So, that's life.....
My many hours away from home this weekend, rehearsing, singing, being in and at concerts....all over before I even got started! Drat!!
Last Monday evening I developed a dry asthmatic cough that stayed with me all week. By the time I was finished singing the hymns at yesterday's funeral I was not only dry coughing, I was wet coughing and wheezing. My asthma has not been this bad in about 15 years...not since we left the smokers haven that was our last rental accommodation in Calgary, post Japan foray.
I was coughing so much during the night last night that, for the 3rd night in a row I barely slept. So now of course, as this morning has progressed, some opportunistic virus seems to be taking over where the asthma is leaving off. My symptoms have changed considerably over the last 2 hours and speak of a total recurrence of the cold I had previously, the cold my husband has just reached the end of in terms of symptoms other than ongoing exhaustion. How I hope and pray we are not going to pass this virus back and forth between us like a ping pong ball all winter!!
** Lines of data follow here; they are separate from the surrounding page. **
/// Lists certifications due within a horizon.
///
/// # Arguments
///
/// * `persistence` - The persistence gateway
/// * `horizon_months` - Horizon in months
/// * `as_of` - Optional reference date (defaults to the current UTC
///   date)
///
/// # Errors
///
/// Returns an error if the horizon or date is invalid or the query
/// fails.
pub fn list_due_certifications(
    persistence: &SqlitePersistence,
    horizon_months: u32,
    as_of: Option<&str>,
) -> Result<DueCertificationsResponse, ApiError> {
    validate_horizon(horizon_months)?;
    let as_of: Date = resolve_as_of(as_of)?;
    let cutoff: Date = months_after(as_of, horizon_months)?;

    let due: Vec<CertificationDue> = persistence
        .due_certifications(cutoff)
        .map_err(|err| translate_persistence_error(&err))?;

    Ok(DueCertificationsResponse {
        cutoff: cutoff.to_string(),
        certifications: due
            .iter()
            .map(|cert| DueCertificationInfo {
                pilot_id: cert.pilot.value().to_string(),
                category: cert.category.as_str().to_string(),
                expiry_date: cert.expiry_date.to_string(),
            })
            .collect(),
    })
}

/// Sets the renewal capacity for a period/category pair.
///
/// Admin only.
///
/// # Arguments
///
/// * `persistence` - The persistence gateway
/// * `request` - The capacity to configure
/// * `actor` - The authenticated actor performing this action
///
/// # Errors
///
/// Returns an error if the actor is not an Admin, the period code is
/// empty, or the write fails.
pub fn set_capacity(
    persistence: &mut SqlitePersistence,
    request: &SetCapacityRequest,
    actor: &AuthenticatedActor,
) -> Result<CapacityResponse, ApiError> {
    AuthorizationService::authorize_set_capacity(actor)?;

    if request.roster_period.trim().is_empty() {
        return Err(ApiError::InvalidInput {
            field: String::from("roster_period"),
            message: String::from("Roster period code must not be empty"),
        });
    }
    let category: CertCategory = CertCategory::parse(&request.category);
    persistence
        .set_capacity(&request.roster_period, &category, request.max_count)
        .map_err(|err| translate_persistence_error(&err))?;

    get_capacity(persistence, &request.roster_period)
}

/// Returns the configured capacity for a roster period.
///
/// A period with no configured capacity reports an empty map.
///
/// # Errors
///
/// Returns an error if the query fails.
pub fn get_capacity(
    persistence: &SqlitePersistence,
    period_code: &str,
) -> Result<CapacityResponse, ApiError> {
    let capacity = persistence
        .capacity_for_period(period_code)
        .map_err(|err| translate_persistence_error(&err))?;

    let by_category: BTreeMap<String, u32> = capacity
        .iter()
        .map(|(category, max_count)| (category.as_str().to_string(), *max_count))
        .collect();

    Ok(CapacityResponse {
        roster_period: period_code.to_string(),
        by_category,
    })
}

/// Returns the capacity utilization summary for a roster period.
///
/// # Errors
///
/// Returns an error if a query fails.
pub fn period_summary(
    persistence: &SqlitePersistence,
    period_code: &str,
) -> Result<PeriodSummaryResponse, ApiError> {
    let plans = persistence
        .plans_for_period(period_code)
        .map_err(|err| translate_persistence_error(&err))?;
    let capacity = persistence
        .capacity_for_period(period_code)
        .map_err(|err| translate_persistence_error(&err))?;

    Ok(PeriodSummaryResponse {
        summary: period_capacity_summary(period_code, &plans, &capacity),
    })
}

/// Returns the plan entries assigned to a roster period.
///
/// # Errors
///
/// Returns an error if the query fails.
pub fn period_plans(
    persistence: &SqlitePersistence,
    period_code: &str,
) -> Result<PeriodPlansResponse, ApiError> {
    let plans = persistence
        .plans_for_period(period_code)
        .map_err(|err| translate_persistence_error(&err))?;

    Ok(PeriodPlansResponse {
        roster_period: period_code.to_string(),
        plans: plans.iter().map(PlanEntryInfo::from).collect(),
    })
}

/// Returns one pilot's plan entries.
///
/// # Errors
///
/// Returns an error if the pilot id is empty or the query fails.
pub fn pilot_plans(
    persistence: &SqlitePersistence,
    pilot_id: &str,
) -> Result<PilotPlansResponse, ApiError> {
    let pilot: PilotId = PilotId::new(pilot_id);
    if pilot.is_empty() {
        return Err(ApiError::InvalidInput {
            field: String::from("pilot_id"),
            message: String::from("Pilot id must not be empty"),
        });
    }

    let plans = persistence
        .plans_for_pilot(&pilot)
        .map_err(|err| translate_persistence_error(&err))?;

    Ok(PilotPlansResponse {
        pilot_id: pilot.value().to_string(),
        plans: plans.iter().map(PlanEntryInfo::from).collect(),
    })
}
// Copyright (C) 2026 Fred Clausen
// Use of this source code is governed by an MIT-style
// license that can be found in the LICENSE file or at
// https://opensource.org/licenses/MIT.

//! Authentication and authorization types and services.
//!
//! Real authentication lives outside this system; the API accepts an
//! already-identified actor through `authenticate_stub` and enforces
//! role-based authorization on every operation.

use fleet_cert_audit::Actor;

use crate::error::AuthError;

/// Actor roles for authorization.
#[derive(Debug, Clone, Copy, PartialEq, Eq)]
pub enum Role {
    /// Admin role: full authority, including destructive operations
    /// (clearing the plan population) and capacity configuration.
    Admin,
    /// Planner role: may record certifications, run planning passes,
    /// and read every projection, but may not destroy data or change
    /// capacity configuration.
    Planner,
}

impl Role {
    /// Converts this role to its audit actor type string.
    #[must_use]
    pub const fn as_str(&self) -> &'static str {
        match self {
            Self::Admin => "admin",
            Self::Planner => "planner",
        }
    }
}

/// An authenticated actor with an associated role.
#[derive(Debug, Clone, PartialEq, Eq)]
pub struct AuthenticatedActor {
    /// The unique identifier for this actor.
    pub id: String,
    /// The role assigned to this actor.
    pub role: Role,
}

impl AuthenticatedActor {
    /// Creates a new authenticated actor.
    ///
    /// # Arguments
    ///
    /// * `id` - The unique identifier for this actor
    /// * `role` - The role assigned to this actor
    #[must_use]
    pub const fn new(id: String, role: Role) -> Self {
        Self { id, role }
    }

    /// Converts this authenticated actor into an audit Actor.
    #[must_use]
    pub fn to_audit_actor(&self) -> Actor {
        Actor::new(self.id.clone(), self.role.as_str().to_string())
    }
}

/// Authenticates an actor identified by the caller.
///
/// The surrounding application owns real authentication; this stub only
/// rejects anonymous actors so every audit event has an attributable id.
///
/// # Arguments
///
/// * `actor_id` - The identifier supplied by the caller
/// * `role` - The role the caller claims
///
/// # Errors
///
/// Returns an error if the actor id is empty.
pub fn authenticate_stub(actor_id: String, role: Role) -> Result<AuthenticatedActor, AuthError> {
    if actor_id.is_empty() {
        return Err(AuthError::AuthenticationFailed {
            reason: String::from("Actor ID cannot be empty"),
        });
    }
    Ok(AuthenticatedActor::new(actor_id, role))
}

/// Authorization service for enforcing role-based access control.
pub struct AuthorizationService;

impl AuthorizationService {
    /// Checks if an actor may run a planning pass.
    ///
    /// Both Admin and Planner actors may generate plans.
    ///
    /// # Errors
    ///
    /// This check currently always succeeds for authenticated actors;
    /// it exists so the call sites read uniformly and the policy has
    /// one place to tighten.
    pub const fn authorize_generate_plan(_actor: &AuthenticatedActor) -> Result<(), AuthError> {
        Ok(())
    }

    /// Checks if an actor may clear the entire plan population.
    ///
    /// Only Admin actors may perform destructive operations.
    ///
    /// # Errors
    ///
    /// Returns an error if the actor does not have the Admin role.
    pub fn authorize_clear_plans(actor: &AuthenticatedActor) -> Result<(), AuthError> {
        match actor.role {
            Role::Admin => Ok(()),
            Role::Planner => Err(AuthError::Unauthorized {
                action: String::from("clear_plans"),
                required_role: String::from("Admin"),
            }),
        }
    }

    /// Checks if an actor may change roster capacity configuration.
    ///
    /// Only Admin actors may change configuration.
    ///
    /// # Errors
    ///
    /// Returns an error if the actor does not have the Admin role.
    pub fn authorize_set_capacity(actor: &AuthenticatedActor) -> Result<(), AuthError> {
        match actor.role {
            Role::Admin => Ok(()),
            Role::Planner => Err(AuthError::Unauthorized {
                action: String::from("set_capacity"),
                required_role: String::from("Admin"),
            }),
        }
    }

    /// Checks if an actor may record a due certification.
    ///
    /// Both Admin and Planner actors may record certifications.
    ///
    /// # Errors
    ///
    /// This check currently always succeeds for authenticated actors.
    pub const fn authorize_record_certification(
        _actor: &AuthenticatedActor,
    ) -> Result<(), AuthError> {
        Ok(())
    }
}
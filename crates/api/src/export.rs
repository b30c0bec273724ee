// Copyright (C) 2026 Fred Clausen
// Use of this source code is governed by an MIT-style
// license that can be found in the LICENSE file or at
// https://opensource.org/licenses/MIT.

//! CSV export of persisted plan entries.
//!
//! A read-only flat projection for spreadsheet consumers. One row per
//! plan entry, dates in ISO 8601.

use fleet_cert_domain::RenewalPlanEntry;
use fleet_cert_persistence::SqlitePersistence;
use thiserror::Error;

use crate::error::{ApiError, translate_persistence_error};

/// Column headers of the export, in order.
const EXPORT_HEADERS: &[&str] = &[
    "pilot_id",
    "category",
    "expiry_date",
    "planned_date",
    "roster_period",
    "window_start",
    "window_end",
    "status",
    "priority",
];

/// CSV serialization errors.
#[derive(Debug, Error)]
pub enum ExportError {
    /// The CSV writer rejected a record.
    #[error("CSV serialization failed: {0}")]
    Csv(#[from] csv::Error),

    /// The underlying buffer write failed.
    #[error("CSV writer failed: {0}")]
    Io(#[from] std::io::Error),

    /// The produced bytes were not valid UTF-8.
    #[error("CSV output was not valid UTF-8: {0}")]
    Utf8(#[from] std::string::FromUtf8Error),
}

/// Exports every persisted plan entry as CSV.
///
/// # Errors
///
/// Returns an error if the query or serialization fails.
pub fn export_plans_csv(persistence: &SqlitePersistence) -> Result<String, ApiError> {
    let plans: Vec<RenewalPlanEntry> = persistence
        .all_plans()
        .map_err(|err| translate_persistence_error(&err))?;

    write_plans_csv(&plans).map_err(|err| ApiError::Internal {
        message: err.to_string(),
    })
}

/// Serializes plan entries into a CSV document.
fn write_plans_csv(entries: &[RenewalPlanEntry]) -> Result<String, ExportError> {
    let mut writer = csv::Writer::from_writer(Vec::new());
    writer.write_record(EXPORT_HEADERS)?;

    for entry in entries {
        let expiry_date: String = entry.expiry_date.to_string();
        let planned_date: String = entry.planned_date.to_string();
        let window_start: String = entry.window_start.to_string();
        let window_end: String = entry.window_end.to_string();
        let priority: String = entry.priority.to_string();
        writer.write_record([
            entry.pilot.value(),
            entry.category.as_str(),
            expiry_date.as_str(),
            planned_date.as_str(),
            entry.roster_period.as_str(),
            window_start.as_str(),
            window_end.as_str(),
            entry.status.as_str(),
            priority.as_str(),
        ])?;
    }

    let bytes: Vec<u8> = writer
        .into_inner()
        .map_err(|err| ExportError::Io(err.into_error()))?;
    Ok(String::from_utf8(bytes)?)
}
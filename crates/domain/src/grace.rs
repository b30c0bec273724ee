// Copyright (C) 2026 Fred Clausen
// Use of this source code is governed by an MIT-style
// license that can be found in the LICENSE file or at
// https://opensource.org/licenses/MIT.

//! Grace period configuration.
//!
//! Each certification category has a grace period: the number of days
//! before expiry during which renewal may occur without being considered
//! early. The table is explicit injected configuration, never ambient
//! state, so alternate schemes can be supplied in tests and per operator.

use crate::types::CertCategory;
use std::collections::HashMap;

/// Mapping from certification category to grace period days.
///
/// Lookups are total: an unconfigured category yields 0 days (a single-day
/// renewal window on the expiry date itself). Callers that need to surface
/// configuration gaps check `is_configured` and report the category.
#[derive(Debug, Clone, PartialEq, Eq)]
pub struct GracePeriodTable {
    entries: HashMap<CertCategory, u16>,
}

impl GracePeriodTable {
    /// Creates an empty table.
    #[must_use]
    pub fn new() -> Self {
        Self {
            entries: HashMap::new(),
        }
    }

    /// Sets the grace period for a category, replacing any existing entry.
    pub fn set(&mut self, category: CertCategory, days: u16) {
        self.entries.insert(category, days);
    }

    /// Returns the grace period in days for a category.
    ///
    /// Returns 0 for unconfigured categories.
    #[must_use]
    pub fn grace_days(&self, category: &CertCategory) -> u16 {
        self.entries.get(category).copied().unwrap_or(0)
    }

    /// Returns true if the category has an explicit entry.
    #[must_use]
    pub fn is_configured(&self, category: &CertCategory) -> bool {
        self.entries.contains_key(category)
    }

    /// Returns the number of configured categories.
    #[must_use]
    pub fn len(&self) -> usize {
        self.entries.len()
    }

    /// Returns true if no categories are configured.
    #[must_use]
    pub fn is_empty(&self) -> bool {
        self.entries.is_empty()
    }
}

impl Default for GracePeriodTable {
    /// The production grace period table.
    ///
    /// Flight checks carry a 90-day grace period, recurrent ground
    /// training 60 days. Documents have no grace period: they are
    /// renewable only on the expiry date itself.
    fn default() -> Self {
        let mut table: Self = Self::new();
        table.set(CertCategory::ProficiencyCheck, 90);
        table.set(CertCategory::LineCheck, 90);
        table.set(CertCategory::InstrumentRating, 90);
        table.set(CertCategory::Medical, 60);
        table.set(CertCategory::DangerousGoods, 60);
        table.set(CertCategory::CrewResourceManagement, 60);
        table.set(CertCategory::SecurityAwareness, 60);
        table.set(CertCategory::IdCard, 0);
        table.set(CertCategory::TravelDocument, 0);
        table
    }
}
I don't feel particularly sorry for myself. Winter, asthma, colds etc. go together well and this year it is finally my turn after escaping the worst of both the bad winters and the accompanying illnesses for several years in a row.
Certainly though I am very disappointed. I am going to go to the doctor on Monday if these symptoms are not under control and lessening. I know that to try to go out in the -36C windchill this morning to stand around in a line up at a walk in clinic for as long as 2 hours is not a great idea. From past experience I know my symptoms are going to have to be substantially worse than they are now before a doctor I don't usually deal with will give me anything to clear up the symptoms caused by the virus. As the asthmatic symptoms are giving way to the next viral attack I will watch my progress closely. My husband will be home on Monday so that we can go together to the clinic and I will be relieved of having to be the person outside alone in the bitter cold, scraping the car windshield and sitting on a cold car seat until the heat begins to percolate for my 5 block drive to the clinic. Yes, walking that distance does make more sense than driving, even in this weather and it isn't like I don't have the winter wear for it, but it isn't a good plan for my lungs. It is exhausting enough walking even that short distance in this cold when I am healthy, without adding to the tired feelings by wandering about right now in the frosty air.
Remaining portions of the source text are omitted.